Advertisement

Shining Knight

Share
TIMES STAFF WRITER

Hundreds of Jayhawk students rattled the pages of the University Daily Kansan in the stands Saturday.

“What’s Up, Knight,” the oversized headline in the student paper blared. “Welcome to Our Conference.”

Welcome, indeed.

Welcome to the rigors of the road in the Big 12.

No. 2 Kansas, playing near the top of its game, smoked No. 24 Texas Tech, 108-81, in rowdy old Allen Fieldhouse--scoring the second-most points against a team coached by Bob Knight. Michigan beat Indiana, 112-64, in 1998.

Advertisement

Kansas Coach Roy Williams dulled the pregame boos for Knight by his support for the coach he considers one of the greatest--a coach for whom Williams’ wife, Wanda, regularly bakes brownies when Knight brings a team to town.

The fans were less hospitable.

“Bobby Knight’s Rage Gauge,” read one sign, with a mug of Knight ready to slide up and down the scale.

“Support Your Local Elderly Secretaries,” another said.

“Grouse,” a sign read, with a picture of a grouse. “Not a Grouse,” another sign said, a reference to the 1999 hunting accident.

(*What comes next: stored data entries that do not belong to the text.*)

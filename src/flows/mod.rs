//! flows — invertible transforms of a standard Gaussian with exact densities.
//!
//! Purpose
//! -------
//! Provide the variational families the fitter optimizes over. Each flow
//! maps base draws `z0 ~ N(0, I)` to `zK` and reports `ln q(zK)` through the
//! change-of-variables formula.
//!
//! | Variant | Dim | Trainable | Parameters |
//! |---|---|---|---|
//! | Planar | 1 | no | `(u, w, b)` |
//! | Radial | 1 | no | `(z_ref, α, β)`, `α > 0` |
//! | Autoregressive | d | yes | `K·(2d + d(d − 1))` |
//! | Spline | d | yes | `2·K·d` |
//!
//! Conventions
//! -----------
//! - Draws are `n × d` `ndarray` matrices, one draw per row.
//! - Flows are immutable; `with_theta` returns a new instance.
//! - Randomness is passed in as `&mut impl Rng` so callers control seeding.
//!
//! Downstream usage
//! ----------------
//! `variational::elbo` samples through [`FlowModel::sample_q`] and the fitter
//! rebuilds flows from candidate θ via [`FlowModel::with_theta`].

pub mod autoregressive;
pub mod errors;
pub mod layout;
pub mod model;
pub mod planar;
pub mod radial;
pub mod spline;

pub use errors::{FlowError, FlowKind, FlowResult};
pub use layout::{AutoregressiveLayout, SplineLayout};
pub use model::{FlowDensity, FlowModel, FlowSample, sample_base};

pub mod prelude {
    pub use super::errors::{FlowError, FlowKind, FlowResult};
    pub use super::model::{FlowDensity, FlowModel, FlowSample};
}
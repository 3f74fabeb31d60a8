//! optimization — black-box minimizer, numerical helpers, and error surface.
//!
//! Purpose
//! -------
//! Provide the optimization layer the variational fitter sits on: a narrow
//! [`Minimizer`](minimizer::Minimizer) seam with an argmin-backed default,
//! the guarded scalar transforms shared by the flows, and a single error
//! enum for everything that can go wrong while minimizing.
//!
//! Key behaviors
//! -------------
//! - `minimizer`: minimize any `Fn(&Theta) -> OptResult<Cost>` with L-BFGS
//!   (finite-difference gradients) or Nelder–Mead, reporting an integer
//!   termination status.
//! - `numerical_stability`: logistic/logit, softmax, floored logs, and the
//!   standard-normal log density.
//! - `errors`: [`OptError`](errors::OptError) and the `OptResult<T>` alias,
//!   including recovery of objective errors that travelled through argmin.
//!
//! Conventions
//! -----------
//! - Costs are minimized. The fitter hands over `−ELBO`.
//! - Parameters are `ndarray::Array1<f64>` (`Theta`).
//! - Failing entrypoints return `OptResult<T>`; callers never see raw argmin
//!   errors.
//! - Logging happens only behind the `obs_slog` feature and only when the
//!   caller asks for it via `verbose`.
//!
//! Downstream usage
//! ----------------
//! - `variational::fit` implements its objective as a closure and drives it
//!   through a `Minimizer`.
//! - `flows` and `variational::elbo` use `numerical_stability` for every
//!   probability-to-log conversion.

pub mod errors;
pub mod minimizer;
pub mod numerical_stability;

pub mod prelude {
    pub use super::errors::{OptError, OptResult};
    pub use super::minimizer::prelude::*;
    pub use super::numerical_stability::prelude::*;
}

“Bobby, Don’t Shoot,” said the next.

What people might find difficult to believe after seeing the Kansas-Texas Tech margin--especially if they saw Kansas lose to UCLA--is that Knight’s team is quite good.

Kansas (21-2, 10-0), with its devastating transition game, is on a seven-game roll--scoring 100 points in three of its last four games, and 98 in the other.

But Texas Tech--even after losing three of its last four--looks not only like an NCAA tournament team but one that could win a first-round game, something so many of Knight’s later Indiana teams failed to do.

Advertisement

The Red Raiders (16-6, 5-5) have beaten Oklahoma and Oklahoma State at home, but are finding the Big 12 outposts rough, going 1-4--including a stumble at Nebraska.

Three nights before the Kansas game, it was No. 14 Oklahoma State that beat Texas Tech--on a tip-in with seconds left. A deafening, orange-clad Cowboy crowd seemingly willed its team to victory as Oklahoma State rallied from 15 points down despite an injury to their best player, Maurice Baker.

“They’re good, I’ll tell you what,” said Oklahoma State Coach Eddie Sutton, whose team lost by 24 at Texas Tech and was lucky to win at home.

Oklahoma Coach Kelvin Sampson’s fourth-ranked Sooners beat Texas Tech by 26 at home, then lost by 13 at Lubbock.

“Coach Knight has done an unbelievable job with that team. He really has,” Sampson said.

“He’s not only coach of the year in this league, I think he’s coach of the year in the country.”

Texas Tech was 9-19 last season before Knight arrived, and only 3-13 in the Big 12.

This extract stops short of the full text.